Eric Stokes: A different view of the world this spring
Did Stokes ever get down about not being named a starter earlier in the 2018 season?
“I don’t know if he got down,” Hoff said. “Maybe there was some frustration — when you’re a competitor like that and you feel like you can help the team. You know, everybody wants to play, especially when you’re in that situation and it’s right in front of you.
“I know he really wanted it to happen. He just had to stay patient, and keep going to work every day. I give him credit. He stayed at it, and it worked out for him. He didn’t go in a hole, and not compete at practice. He was ready when he got opportunities.”

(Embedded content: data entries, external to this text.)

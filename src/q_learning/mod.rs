//! Tabular Q-learning for the pursuit controller
//!
//! One-step temporal difference control: the agent revises the value of the
//! previous (state, action) pair toward `reward + γ max_a' Q(s', a')` each
//! time the engine calls back, blending old estimate and new target by the
//! learning rate α.
//!
//! ## Usage Example
//!
//! ```no_run
//! use gridpursuit::{AgentConfig, QLearnAgent};
//!
//! let mut agent = QLearnAgent::new(
//!     AgentConfig::new()
//!         .with_alpha(0.2)      // learning rate
//!         .with_epsilon(0.05)   // exploration rate
//!         .with_gamma(0.8)      // discount factor
//!         .with_num_training(10),
//! )
//! .unwrap();
//!
//! // The host engine then calls agent.on_decision(&observation) once per
//! // turn and agent.on_episode_end(&observation) once per episode.
//! ```

pub mod agent;
pub mod q_table;

// Public re-exports
pub use agent::QLearnAgent;
pub use q_table::QTable;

This past spring, Stokes sprinted through drills as the No. 1 cornerback. It was a totally different view of the field for a young man who had been running with the backups during the previous two springs.
“He had a really good spring,” Hoff said. “It was different for Eric because he was the guy out there with the first group all the time, so the mindset changes for chasing other people to … you’re the guy.
“You see that confidence, and he knows exactly what he should be doing. There’s no question about knowledge of the defense, assignment, the communication with the linebackers on coverages, etc. He’s locked in and knows what he needs to do. He’s at that comfort level of playing defense to where you’re not thinking about it – you can just react and play.”
Stokes, dubbed the “next Deandre Baker” by some, is quickly (very, very quickly) on the way to making a name for himself on Georgia’s defense.